Las langostas cocidas o semicocidas  pueden freírse también con mayor número de especias haciéndolas más picantes y gustosas; para ello se las pone en la sartén con cebollas fritas previamente, jengibre en polvo, ajo y pimentón rojo, pero cuidando añadir un poco de agua a la mezcla hasta que se consuma. Algo de zumo de limón mejora su sabor.
Emparedado de ensalada de
langostas:
Las langostas fritas como se indica arriba pueden consumirse con pan, mantequilla y hojas de lechuga en forma de bocadillo, especialmente cuando las langostas se han aderezado al curri guarneciéndolas con rodajas de limón.
Langostas al horno:
Se hacen en su propio jugo al calor seco del horno y se pueden comer también con sal y pimienta.
Langostas asadas:
Se ponen al horno caliente, adicionando una pequeña cantidad de grasa. También se comen con sal y pimienta.
Asimismo, es posible obtener harina de langosta moliendo estas ya desecadas, mezclándolas luego con harina de trigo para preparar pan, pero no puede almacenarse mucho tiempo y ha de obtenerse y usarse mientras esté fresca”.
El citado Xavier Domingo, en otro de sus artículos, también dedicado a esta gastronomía atípica, comenta:
“Los saltamontes, tal y como los sirven en esos países (del tercer mundo), son una excelente tapa. Les quitan la cabeza, las alas y las patas y los hierven en agua salada o los asan. En otras ocasiones, una vez hervidos en agua salada, se dejan secar al sol y se venden así, secos y salados como las almendras en España.

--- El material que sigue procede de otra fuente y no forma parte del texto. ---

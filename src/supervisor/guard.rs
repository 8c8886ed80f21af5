//! Response guard serializing access to the response sink.
//!
//! # Design Decisions
//! - One async mutex per call guards the sink and the `finalized` flag together
//! - Every operation that touches the sink lives on the held lock, so an
//!   unguarded write does not type-check
//! - Release is the drop of [`Finalizer`], which also runs while unwinding

use axum::{body::Bytes, http::StatusCode};
use serde::Serialize;
use tokio::sync::{Mutex, MutexGuard};

use crate::error::ContextError;
use crate::http::response::{ResponseSink, FAILURE_BODY};

/// Result of a `write_result` call.
#[derive(Debug, Clone, Copy, PartialEq, Eq)]
pub enum Finalization {
    /// This call performed the finalizing write.
    Written,
    /// The response was already finalized; nothing was written.
    Suppressed,
}

struct ResponseSlot {
    sink: Box<dyn ResponseSink>,
    finalized: bool,
    timed_out: bool,
}

/// Mutual exclusion around the outbound response of one call.
pub struct ResponseGuard {
    slot: Mutex<ResponseSlot>,
}

impl ResponseGuard {
    pub fn new(sink: impl ResponseSink) -> Self {
        Self {
            slot: Mutex::new(ResponseSlot {
                sink: Box::new(sink),
                finalized: false,
                timed_out: false,
            }),
        }
    }

    /// Wait for exclusive ownership of the response.
    ///
    /// Handlers go through [`RequestContext::json`], which never holds the
    /// guard across an await point.
    ///
    /// [`RequestContext::json`]: crate::supervisor::RequestContext::json
    pub(crate) async fn acquire(&self) -> Finalizer<'_> {
        Finalizer {
            slot: self.slot.lock().await,
        }
    }

    /// Best-effort read of the finalized flag without waiting.
    ///
    /// Returns `None` while another path holds the guard.
    pub fn peek_finalized(&self) -> Option<bool> {
        self.slot.try_lock().ok().map(|slot| slot.finalized)
    }
}

impl std::fmt::Debug for ResponseGuard {
    fn fmt(&self, f: &mut std::fmt::Formatter<'_>) -> std::fmt::Result {
        f.debug_struct("ResponseGuard")
            .field("finalized", &self.peek_finalized())
            .finish()
    }
}

/// Exclusive access to the response, held for the duration of a write.
pub(crate) struct Finalizer<'a> {
    slot: MutexGuard<'a, ResponseSlot>,
}

impl Finalizer<'_> {
    pub fn is_finalized(&self) -> bool {
        self.slot.finalized
    }

    /// Set the finalized flag. Returns `false` if it was already set.
    pub fn mark_finalized(&mut self) -> bool {
        !std::mem::replace(&mut self.slot.finalized, true)
    }

    /// Record that the deadline won the race. One-way.
    pub fn mark_timed_out(&mut self) {
        self.slot.timed_out = true;
    }

    pub fn has_timed_out(&self) -> bool {
        self.slot.timed_out
    }

    /// Serialize `payload` and write it with `status`, unless the response
    /// is already finalized.
    ///
    /// A payload that fails to serialize is replaced with the generic
    /// failure payload at status 500; the response is still finalized.
    pub fn write_result<T: Serialize + ?Sized>(
        &mut self,
        status: StatusCode,
        payload: &T,
    ) -> Result<Finalization, ContextError> {
        if self.is_finalized() {
            return Ok(Finalization::Suppressed);
        }

        match serde_json::to_vec(payload) {
            Ok(body) => {
                self.mark_finalized();
                self.slot.sink.write(status, Bytes::from(body))?;
                Ok(Finalization::Written)
            }
            Err(e) => {
                self.mark_finalized();
                let fallback = serde_json::to_vec(&FAILURE_BODY)?;
                self.slot
                    .sink
                    .write(StatusCode::INTERNAL_SERVER_ERROR, Bytes::from(fallback))?;
                Err(ContextError::Serialize(e))
            }
        }
    }

    /// Relinquish the guard.
    pub fn release(self) {}
}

Su consistencia en la boca es parecida a la de la chirla, aunque su gusto tira más hacia el del cangrejo de río, pero con un fondo vegetal nada desagradable”.

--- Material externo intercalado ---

//! Shared utilities for integration and load testing.

use std::net::SocketAddr;
use std::time::Duration;

use tokio::net::TcpListener;
use tokio::sync::mpsc;

use deadline_supervisor::config::ServiceConfig;
use deadline_supervisor::{HttpServer, RouteTable, Shutdown};

/// A running server bound to an ephemeral port.
#[allow(dead_code)]
pub struct TestServer {
    pub addr: SocketAddr,
    pub shutdown: Shutdown,
    pub config_tx: mpsc::UnboundedSender<ServiceConfig>,
}

impl TestServer {
    pub fn url(&self, path_and_query: &str) -> String {
        format!("http://{}{}", self.addr, path_and_query)
    }
}

impl Drop for TestServer {
    fn drop(&mut self) {
        self.shutdown.trigger();
    }
}

/// Config with the given deadline and otherwise defaults.
pub fn config_with_deadline(deadline_ms: u64) -> ServiceConfig {
    let mut config = ServiceConfig::default();
    config.listener.bind_address = "127.0.0.1:0".into();
    config.supervision.deadline_ms = deadline_ms;
    config
}

/// Start a server on 127.0.0.1 with an OS-assigned port.
pub async fn spawn_server(config: ServiceConfig, routes: RouteTable) -> TestServer {
    let listener = TcpListener::bind("127.0.0.1:0").await.unwrap();
    let addr = listener.local_addr().unwrap();

    let shutdown = Shutdown::new();
    let (config_tx, config_updates) = mpsc::unbounded_channel();
    let server = HttpServer::new(config, routes);
    let server_shutdown = shutdown.subscribe();

    tokio::spawn(async move {
        let _ = server.run(listener, config_updates, server_shutdown).await;
    });

    TestServer {
        addr,
        shutdown,
        config_tx,
    }
}

/// HTTP client without connection pooling or proxies.
pub fn client() -> reqwest::Client {
    reqwest::Client::builder()
        .pool_max_idle_per_host(0)
        .no_proxy()
        .timeout(Duration::from_secs(10))
        .build()
        .unwrap()
}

Y en cuanto a la mencionada repulsión que estos animales suelen producir al hombre occidental, por lo que se refiere a los saltamontes afirma que “esas náuseas no se justifican. El animalito tiene hasta un cierto parecido con las gambas que tanto apreciamos. Además, es un bicho muy voraz, pero puramente vegetariano y hasta delicado en sus gustos. En caso de plaga se lo come todo, pero, si no, observadlo en la naturaleza: elige las plantas más delicadas, con preferencia por los pétalos de las flores recién abiertas.”

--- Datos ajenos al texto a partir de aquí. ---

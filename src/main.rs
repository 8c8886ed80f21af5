//! Supervised handler service.
//!
//! # Architecture Overview
//!
//! ```text
//!     Client Request
//!     ──────────────▶ http server ──▶ route table ──▶ supervisor
//!                                                       │
//!                                      spawn handler ◀──┤
//!                                      (catch_unwind)   │
//!                                                       ▼
//!                                 select! finished / failure / deadline
//!                                                       │
//!     Client Response                                   ▼
//!     ◀──────────────────────────────── single guarded JSON write
//! ```

use std::path::PathBuf;

use clap::Parser;
use tokio::net::TcpListener;
use tokio::sync::mpsc;

use deadline_supervisor::config::{load_config, ConfigWatcher, ServiceConfig};
use deadline_supervisor::config::validation::validate_config;
use deadline_supervisor::lifecycle::Shutdown;
use deadline_supervisor::observability::{logging, metrics};
use deadline_supervisor::{controllers, HttpServer};

#[derive(Parser, Debug)]
#[command(name = "deadline-supervisor")]
#[command(about = "Serve handlers under a per-call deadline with panic isolation", long_about = None)]
struct Cli {
    /// Path to a TOML configuration file. Watched for changes.
    #[arg(short, long)]
    config: Option<PathBuf>,

    /// Override the listener bind address.
    #[arg(short, long)]
    bind: Option<String>,

    /// Override the per-call deadline in milliseconds.
    #[arg(short, long)]
    deadline_ms: Option<u64>,
}

#[tokio::main]
async fn main() -> Result<(), Box<dyn std::error::Error>> {
    let cli = Cli::parse();

    let mut config = match &cli.config {
        Some(path) => load_config(path)?,
        None => ServiceConfig::default(),
    };
    if let Some(bind) = cli.bind {
        config.listener.bind_address = bind;
    }
    if let Some(deadline_ms) = cli.deadline_ms {
        config.supervision.deadline_ms = deadline_ms;
    }
    validate_config(&config).map_err(|errors| {
        errors
            .iter()
            .map(ToString::to_string)
            .collect::<Vec<_>>()
            .join(", ")
    })?;

    logging::init_logging(&config.observability);

    tracing::info!(
        bind_address = %config.listener.bind_address,
        deadline_ms = config.supervision.deadline_ms,
        "Configuration loaded"
    );

    if config.observability.metrics_enabled {
        match config.observability.metrics_address.parse() {
            Ok(addr) => metrics::init_metrics(addr),
            Err(_) => tracing::error!(
                metrics_address = %config.observability.metrics_address,
                "Failed to parse metrics address"
            ),
        }
    }

    // Keep the watcher alive for the lifetime of the server.
    let (_watcher, config_updates) = match &cli.config {
        Some(path) => {
            let (watcher, updates) = ConfigWatcher::new(path);
            (Some(watcher.run()?), updates)
        }
        None => {
            let (_, updates) = mpsc::unbounded_channel();
            (None, updates)
        }
    };

    let listener = TcpListener::bind(&config.listener.bind_address).await?;
    tracing::info!(address = %listener.local_addr()?, "Listening for connections");

    let shutdown = Shutdown::new();
    shutdown.trigger_on_signal();

    let server = HttpServer::new(config, controllers::routes());
    server.run(listener, config_updates, shutdown.subscribe()).await?;

    tracing::info!("Shutdown complete");
    Ok(())
}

Finalmente señala un grave peligro –cosa que también sería aplicable a los caracoles de campo y a los prohibidos pajaritos-: la contaminación: Hacía unos años numerosos habitantes del Sahara habían sufrido graves enfermedades o murieron tras consumir langostas procedentes de países del sur que habían atravesado campos tratados con poderosos insecticidas: Cuestión que –por si alguien se animara a poner en práctica alguna de estas recetas- debería tener muy en cuenta. Y aunque, en nuestros lares,  volátil de unánimemente admitido y apreciado consumo, la perdiz –Delibes tiene sobre ella páginas espléndidas-, si hacemos caso del refrán, también podría incluirse en este tipo de gastronomía repelente: “La perdiz, con la mano en la nariz”; es decir, su exquisitez aumenta si se empieza a preparar cuando está levemente putrefacta… Me vienen ahora al recuerdo las habichuelas con perdices que, con cierta frecuencia, algún  grupo de algareros comilones se hacía preparar en el desaparecido y añorado restaurante del Caballa: no creo que ellos –ni muchas más personas en la actualidad– siguieran la sugerencia.